Some of the events are new endeavors. Some are one-time projects. Some are ongoing ministries that have been scheduled to coincide with Change the World. They go by many names -- "Spring into Grace," "Fixin' it for Christ," "Feed Our Neighbors," "Day of Caring" -- but all have a common purpose. It's all about helping our brothers and sisters, whether they are around the corner or around the world.
The First United Methodist Church of Saline, Mich., is changing the world for children in Zimbabwe by collecting used children's book to start two new libraries at primary schools there. Their goal is to fill a 20-foot shipping container with books -- about 500 boxes. Books are coming in from as far away as South Dakota and Ohio. The $8,000 cost for shipping the books will be provided by Morris and Ann Taber, retired mission volunteers who sent similar containers three times previously. The Rev. Laura Speiran said:
"In explaining it to the congregation, I emphasized that it is not just about collecting books (and changing the world for children in Zimbabwe); it is also about inviting people in our own community to become engaged with the church even if they have never been engaged before -- that it is about planting seeds, about the love of God being big enough and powerful enough to include them. ... We, as United Methodists, are all about changing the world, but through making disciples for Jesus Christ, not just doing good works."
One event that is an ongoing ministry is a free vision clinic hosted by Oak Forest United Methodist Church in Little Rock, a church of only about 70 members that also has a medical and dental clinic. Inspired by Bartimaeus, the blind beggar who regained his sight when he was healed by Jesus, "Bart's Clinic" provides free eye exams and eyeglasses for the working poor -- people who have no Medicare or Medicaid.
Though it's been open less than two months and operates just one day a week, the clinic has already managed to change the world for some individuals. Consider the 20-year-old girl who lost her glasses when she was only 10. Unable to replace them, she simply did without glasses. There's the 5-year-old boy who was able to get glasses before getting behind in school. There have been two cases of glaucoma detected, which untreated would have led to blindness.
The clinic is staffed by medical volunteers and church members who take care of the administrative work of setting appointments and making reminder calls. One of the volunteers is 82 years old.
One's age, in fact, seems to not be a factor when it comes to changing the world. The congregation at St. Paul's United Methodist Church in Beaumont, Texas, where the average age is about 80, is excited about participating in Change the World. They will host a shower for a nearby urban mission. Mandarin United Methodist Church in Jacksonville, Fla., says they will have projects designed for volunteers ages 2 to 99; and at First United Methodist Church in Tempe, Ariz., the youth group will host a nail salon for homeless men and women.

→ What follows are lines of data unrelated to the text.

impl DocumentService {
    pub fn new() -> Self {
        Self::default()
    }

    /// New documents start from these settings.
    pub fn with_settings(settings: DocumentSettings) -> Self {
        Self {
            documents: RwLock::new(HashMap::new()),
            settings,
        }
    }

    /// Handle to an open document.
    pub fn document(&self, doc_id: &str) -> Result<SharedDocument, String> {
        let id = parse_doc_id(doc_id)?;
        self.documents
            .read()
            .get(&id)
            .cloned()
            .ok_or_else(|| format!("document {doc_id} not found"))
    }

    fn register(&self, doc: Document) -> DocumentInfo {
        let info = info(&doc);
        log::info!("opened document '{}' ({})", doc.name, doc.id);
        self.documents.write().insert(doc.id, SharedDocument::new(doc));
        info
    }

    // ── Documents ────────────────────────────────────────────────────

    pub fn create_document(&self, name: &str) -> DocumentInfo {
        self.register(Document::with_settings(name, self.settings.clone()))
    }

    /// Load a document from its JSON snapshot. An already open document with
    /// the same id is replaced.
    pub fn open_document_json(&self, json: &str) -> Result<DocumentInfo, String> {
        let doc = Document::from_json(json).map_err(|e| e.to_string())?;
        Ok(self.register(doc))
    }

    pub fn export_document_json(&self, doc_id: &str) -> Result<String, String> {
        self.document(doc_id)?
            .read(|d| d.to_json())
            .map_err(|e| e.to_string())
    }

    pub fn close_document(&self, doc_id: &str) -> Result<(), String> {
        let id = parse_doc_id(doc_id)?;
        self.documents
            .write()
            .remove(&id)
            .map(|_| log::info!("closed document {doc_id}"))
            .ok_or_else(|| format!("document {doc_id} not found"))
    }

    pub fn list_documents(&self) -> Vec<DocumentInfo> {
        let mut list: Vec<DocumentInfo> = self
            .documents
            .read()
            .values()
            .map(|d| d.read(info))
            .collect();
        list.sort_by(|a, b| a.name.cmp(&b.name).then_with(|| a.id.cmp(&b.id)));
        list
    }

    pub fn document_info(&self, doc_id: &str) -> Result<DocumentInfo, String> {
        Ok(self.document(doc_id)?.read(info))
    }

    pub fn statistics(&self, doc_id: &str) -> Result<StatisticsDto, String> {
        Ok(self.document(doc_id)?.read(|d| d.statistics().into()))
    }

    // ── Entities ─────────────────────────────────────────────────────

    pub fn create_entity(&self, doc_id: &str, req: CreateEntityRequest) -> Result<EntityDto, String> {
        let layer = req.layer_id.as_deref().map(parse_layer_id).transpose()?;
        self.document(doc_id)?
            .write(|d| {
                let layer = layer.unwrap_or_else(|| d.current_layer());
                d.create_entity(req.geometry, layer, req.properties)
            })
            .map(|e| EntityDto::from(&e))
            .map_err(|e| e.to_string())
    }

    /// Per-item results in request order.
    pub fn create_entities(
        &self,
        doc_id: &str,
        reqs: Vec<CreateEntityRequest>,
    ) -> Result<Vec<Result<EntityDto, String>>, String> {
        let doc = self.document(doc_id)?;
        let current = doc.read(|d| d.current_layer());

        let mut parsed = Vec::with_capacity(reqs.len());
        let mut slots = Vec::with_capacity(reqs.len());
        for req in reqs {
            match req.layer_id.as_deref().map(parse_layer_id).transpose() {
                Ok(layer) => {
                    slots.push(Ok(parsed.len()));
                    parsed.push(
                        planar_core::NewEntity::new(req.geometry, layer.unwrap_or(current))
                            .with_properties(req.properties),
                    );
                }
                Err(e) => slots.push(Err(e)),
            }
        }

        let created = doc.create_entities(parsed);
        Ok(slots
            .into_iter()
            .map(|slot| {
                let i = slot?;
                match &created[i] {
                    Ok(e) => Ok(EntityDto::from(e)),
                    Err(e) => Err(e.to_string()),
                }
            })
            .collect())
    }

    pub fn get_entity(&self, doc_id: &str, entity_id: &str) -> Result<EntityDto, String> {
        let id = parse_entity_id(entity_id)?;
        self.document(doc_id)?.read(|d| {
            d.get_entity(id)
                .map(EntityDto::from)
                .ok_or_else(|| format!("entity {entity_id} not found"))
        })
    }

    pub fn update_entity(&self, doc_id: &str, entity_id: &str, req: UpdateEntityRequest) -> Result<EntityDto, String> {
        let id = parse_entity_id(entity_id)?;
        let update = EntityUpdate::try_from(req)?;
        self.document(doc_id)?
            .write(|d| d.update_entity(id, update))
            .map(|delta| EntityDto::from(&delta.after))
            .map_err(|e| e.to_string())
    }

    pub fn delete_entity(&self, doc_id: &str, entity_id: &str) -> Result<(), String> {
        let id = parse_entity_id(entity_id)?;
        self.document(doc_id)?
            .write(|d| d.delete_entity(id).map(|_| ()))
            .map_err(|e| e.to_string())
    }

    /// Run a bulk edit over string ids. Unparsable ids fail on their own;
    /// the rest go to `op` and every result lands in request order.
    fn bulk<F>(&self, doc_id: &str, ids: &[String], op: F) -> Result<Vec<Result<EntityDto, String>>, String>
    where
        F: FnOnce(&SharedDocument, &[EntityId]) -> Vec<planar_core::Result<Entity>>,
    {
        let doc = self.document(doc_id)?;
        let parsed: Vec<Result<EntityId, String>> = ids.iter().map(|id| parse_entity_id(id)).collect();
        let valid: Vec<EntityId> = parsed.iter().filter_map(|r| r.as_ref().ok().copied()).collect();
        let mut done = op(&doc, &valid).into_iter();
        Ok(parsed
            .into_iter()
            .map(|p| {
                p?;
                match done.next() {
                    Some(Ok(e)) => Ok(EntityDto::from(&e)),
                    Some(Err(e)) => Err(e.to_string()),
                    None => Err("no result for entity".to_string()),
                }
            })
            .collect())
    }

    /// Per-item results in request order, each holding the deleted entity.
    pub fn delete_entities(&self, doc_id: &str, ids: &[String]) -> Result<Vec<Result<EntityDto, String>>, String> {
        self.bulk(doc_id, ids, |doc, ids| doc.delete_entities(ids))
    }

    pub fn move_entities_to_layer(
        &self,
        doc_id: &str,
        ids: &[String],
        layer_id: &str,
    ) -> Result<Vec<Result<EntityDto, String>>, String> {
        let layer = parse_layer_id(layer_id)?;
        self.bulk(doc_id, ids, |doc, ids| doc.move_entities_to_layer(ids, layer))
    }

    pub fn transform_entities(
        &self,
        doc_id: &str,
        ids: &[String],
        t: &Transform2D,
    ) -> Result<Vec<Result<EntityDto, String>>, String> {
        self.bulk(doc_id, ids, |doc, ids| doc.transform_entities(ids, t))
    }

    /// Per-item results in request order, each holding the new copy.
    pub fn copy_entities(
        &self,
        doc_id: &str,
        ids: &[String],
        t: &Transform2D,
    ) -> Result<Vec<Result<EntityDto, String>>, String> {
        self.bulk(doc_id, ids, |doc, ids| doc.copy_entities(ids, t))
    }

    /// Read-only query; this is what exporters call.
    pub fn query_entities(&self, doc_id: &str, filter: &EntityFilter) -> Result<Vec<EntityDto>, String> {
        Ok(self
            .document(doc_id)?
            .read(|d| d.query(filter).map(EntityDto::from).collect()))
    }

    pub fn select_window(&self, doc_id: &str, window: BoundingBoxDto) -> Result<Vec<EntityDto>, String> {
        let window = window.into();
        Ok(self
            .document(doc_id)?
            .read(|d| d.select_window(&window).into_iter().map(EntityDto::from).collect()))
    }

    pub fn select_crossing(&self, doc_id: &str, window: BoundingBoxDto) -> Result<Vec<EntityDto>, String> {
        let window = window.into();
        Ok(self
            .document(doc_id)?
            .read(|d| d.select_crossing(&window).into_iter().map(EntityDto::from).collect()))
    }

    /// Nearest entity to `(x, y)` and its distance, for snapping.
    pub fn nearest_entity(&self, doc_id: &str, x: f64, y: f64) -> Result<Option<(EntityDto, f64)>, String> {
        let p = Point::new(x, y);
        Ok(self
            .document(doc_id)?
            .read(|d| d.nearest_entity(&p).map(|(e, dist)| (EntityDto::from(e), dist))))
    }

    // ── Layers ───────────────────────────────────────────────────────

    pub fn list_layers(&self, doc_id: &str) -> Result<Vec<LayerDto>, String> {
        Ok(self
            .document(doc_id)?
            .read(|d| d.layers().into_iter().map(LayerDto::from).collect()))
    }

    pub fn create_layer(&self, doc_id: &str, req: CreateLayerRequest) -> Result<LayerDto, String> {
        let layer = Layer::try_from(req)?;
        self.document(doc_id)?
            .write(|d| d.create_layer(layer))
            .map(|l| LayerDto::from(&l))
            .map_err(|e| e.to_string())
    }

    pub fn update_layer(&self, doc_id: &str, layer_id: &str, req: UpdateLayerRequest) -> Result<LayerDto, String> {
        let id = parse_layer_id(layer_id)?;
        self.document(doc_id)?
            .write(|d| d.update_layer(id, req))
            .map(|l| LayerDto::from(&l))
            .map_err(|e| e.to_string())
    }

    /// Returns how many entities moved to the default layer.
    pub fn delete_layer(&self, doc_id: &str, layer_id: &str) -> Result<usize, String> {
        let id = parse_layer_id(layer_id)?;
        self.document(doc_id)?
            .write(|d| d.delete_layer(id))
            .map_err(|e| e.to_string())
    }

    pub fn set_current_layer(&self, doc_id: &str, layer_id: &str) -> Result<(), String> {
        let id = parse_layer_id(layer_id)?;
        self.document(doc_id)?
            .write(|d| d.set_current_layer(id))
            .map_err(|e| e.to_string())
    }

    // ── Blocks ───────────────────────────────────────────────────────

    pub fn create_block(&self, doc_id: &str, req: CreateBlockRequest) -> Result<BlockDto, String> {
        let ids = req
            .entity_ids
            .iter()
            .map(|id| parse_entity_id(id))
            .collect::<Result<Vec<EntityId>, String>>()?;
        let mut block = Block::new(&req.name, req.base_point)
            .with_description(&req.description)
            .with_tags(req.tags);
        if let Some(category) = &req.category {
            block = block.with_category(category);
        }
        for attribute in req.attributes {
            block.add_attribute(attribute);
        }
        self.document(doc_id)?
            .write(|d| d.block_from_entities(block, &ids))
            .map(|b| BlockDto::from(&b))
            .map_err(|e| e.to_string())
    }

    /// Blocks sorted by name, optionally filtered by a search term matched
    /// against name, description and tags.
    pub fn list_blocks(&self, doc_id: &str, search: Option<&str>) -> Result<Vec<BlockDto>, String> {
        Ok(self.document(doc_id)?.read(|d| {
            let blocks = match search {
                Some(q) => d.blocks().search(q),
                None => d.blocks().all(),
            };
            blocks.into_iter().map(BlockDto::from).collect()
        }))
    }

    pub fn get_block(&self, doc_id: &str, block_id: &str) -> Result<BlockDto, String> {
        let id = parse_block_id(block_id)?;
        self.document(doc_id)?
            .read(|d| d.get_block(id).map(BlockDto::from))
            .ok_or_else(|| format!("block {block_id} not found"))
    }

    /// Returns the entities placed by the insertion.
    pub fn insert_block(&self, doc_id: &str, req: InsertBlockRequest) -> Result<Vec<EntityDto>, String> {
        let reference = BlockReference::try_from(&req)?;
        let layer = req.layer_id.as_deref().map(parse_layer_id).transpose()?;
        self.document(doc_id)?
            .write(|d| {
                let layer = layer.unwrap_or_else(|| d.current_layer());
                d.insert_block(&reference, layer)
            })
            .map(|placed| placed.iter().map(EntityDto::from).collect())
            .map_err(|e| e.to_string())
    }

    /// Fails while the block is in use unless `force` is set.
    pub fn delete_block(&self, doc_id: &str, block_id: &str, force: bool) -> Result<(), String> {
        let id = parse_block_id(block_id)?;
        self.document(doc_id)?
            .write(|d| d.delete_block(id, force))
            .map(|_| ())
            .map_err(|e| e.to_string())
    }

    // ── Modification ─────────────────────────────────────────────────

    pub fn trim(
        &self,
        doc_id: &str,
        target: &str,
        boundaries: &[String],
        click: Point,
    ) -> Result<Vec<String>, String> {
        let target = parse_entity_id(target)?;
        let boundaries = boundaries
            .iter()
            .map(|b| parse_entity_id(b))
            .collect::<Result<Vec<_>, _>>()?;
        self.document(doc_id)?
            .write(|d| d.trim(target, &boundaries, click))
            .map(|ids| ids.iter().map(ToString::to_string).collect())
            .map_err(|e| e.to_string())
    }

    pub fn extend(
        &self,
        doc_id: &str,
        target: &str,
        boundaries: &[String],
        max_distance: Option<f64>,
        pick: Option<Point>,
    ) -> Result<EntityDto, String> {
        let target = parse_entity_id(target)?;
        let boundaries = boundaries
            .iter()
            .map(|b| parse_entity_id(b))
            .collect::<Result<Vec<_>, _>>()?;
        self.document(doc_id)?
            .write(|d| d.extend(target, &boundaries, max_distance, pick))
            .map(|e| EntityDto::from(&e))
            .map_err(|e| e.to_string())
    }

    pub fn offset(
        &self,
        doc_id: &str,
        source: &str,
        distance: f64,
        side_point: Point,
        options: Option<OffsetOptions>,
    ) -> Result<EntityDto, String> {
        let source = parse_entity_id(source)?;
        let options = options.unwrap_or_default();
        self.document(doc_id)?
            .write(|d| d.offset(source, distance, side_point, &options))
            .map(|e| EntityDto::from(&e))
            .map_err(|e| e.to_string())
    }

    pub fn fillet(&self, doc_id: &str, a: &str, b: &str, radius: f64, trim: bool) -> Result<String, String> {
        let (a, b) = (parse_entity_id(a)?, parse_entity_id(b)?);
        self.document(doc_id)?
            .write(|d| d.fillet(a, b, radius, trim))
            .map(|id| id.to_string())
            .map_err(|e| e.to_string())
    }

    pub fn chamfer(
        &self,
        doc_id: &str,
        a: &str,
        b: &str,
        dist_a: f64,
        dist_b: f64,
        trim: bool,
    ) -> Result<String, String> {
        let (a, b) = (parse_entity_id(a)?, parse_entity_id(b)?);
        self.document(doc_id)?
            .write(|d| d.chamfer(a, b, dist_a, dist_b, trim))
            .map(|id| id.to_string())
            .map_err(|e| e.to_string())
    }

    // ── History ──────────────────────────────────────────────────────

    pub fn undo(&self, doc_id: &str) -> Result<bool, String> {
        self.document(doc_id)?
            .write(|d| d.undo())
            .map_err(|e| e.to_string())
    }

    pub fn redo(&self, doc_id: &str) -> Result<bool, String> {
        self.document(doc_id)?
            .write(|d| d.redo())
            .map_err(|e| e.to_string())
    }
}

The real power of Change the World is that having all the events on one weekend demonstrates the impact of what we can achieve together. Think what could be accomplished if everyone spent an occasional weekend helping a neighbor or volunteering our time.
Undergirding these activities is not just about providing social services. It's about reflecting the call of Jesus as recorded in Matthew 25 to serve the needs of the poor, the ill and those who are oppressed as an expression of faithfulness to him. To follow Jesus is to be a servant who seeks to change the world.